Ashley and Leigh on the Vengeance
We descended to the wreck and with only 20 mins max bottom time we started to investigate. There was a thermal current that we went through at about 20m and the temperature dropped to about 14 degrees. I took a few photos but the depth and my red filter has taken out most of the light leaving a slow exposure time on automatic, resulting in blurred images.
After a short investigation of the wreck, we returned to the anchor line and I was intrigued to see the anchor dancing off towards the south west across the sand. I decided to chase the anchor and caught it a few metres away from the bow of the wreck. I was definitely feeling the effect of nitrogen narcosis as I realised once I got hold of the anchor there was absolutely nothing I could do to secure it.
We found a moray eel in the wreck, here is a video of where the anchor was and the moray eel hiding.
We surfaced without incident and returned to shore, where another Abyss crew were waiting to go out for their first dive. We had a delicious lunch of Tomato soup (& Tabasco) with peanut butter roll, topped off with a pleasant desert of jelly snakes. We waited around for the boat to return for our second dive.
After lunch waiting for the boat to come in
Our Second trip out was a lot "bouncier" and a wetsuit was the best thing to be wearing. We made it out to the wreck and entered the water. Emma took pictures of everyone so i took one of Emma and The Vengeance.
Emma and The Vengeance above the wreck site
We descended the anchor line and this time we had even less bottom time. With a planned maximum bottom time of 18 mins we set off to investigate. The visibility had deteriorated somewhat and there were thousands of fish in the vicinity. Ashley and I investigated the wreck , looking inside all the holes in the upturned hull. It was amazing how many fish were inside the upturned hull.
Ash and I entered a huge gaping hole in the hull that made a sort of overhang, but all too soon it was time to turnaround and head back to the anchor line.

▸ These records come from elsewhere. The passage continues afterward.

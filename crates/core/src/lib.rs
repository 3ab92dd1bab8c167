//! Data quality analysis and the dataset filter pipeline
//!
//! This crate profiles loaded datasets, runs them through the kind-specific
//! filter policies and produces the before/after quality report.

pub mod error;
pub mod memory;
pub mod pipeline;
pub mod quality;
pub mod report;

pub use error::{Error, Result};
pub use pipeline::{
    classify_directory, FilterOutcome, KindResolution, NoopObserver, Pipeline, PipelineBuilder,
    PipelineObserver, PipelineOptions, PipelineRun, PipelineStats, SaveOutcome, Stage,
    WriteFailure,
};
pub use quality::{analyze_datasets, QualityProfile};
pub use report::{QualityReport, ReportFiles};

The red light is filtered out at this depth and my camera did not have its own light, so everything appears really green. It wasn't this colour in real life but just the effect of the sea filtering the light.We found the boiler of the ship which is now an encrusted reef on its own..
The dead ship now is a swarm of life
We returned to the surface and the shore without incident. All up 2 very good dives but maybe next time I will dive this wreck on Nitrox to get a bit longer bottom time. I had a great day in the ocean and would recommend this dive to all advanced and above certified divers..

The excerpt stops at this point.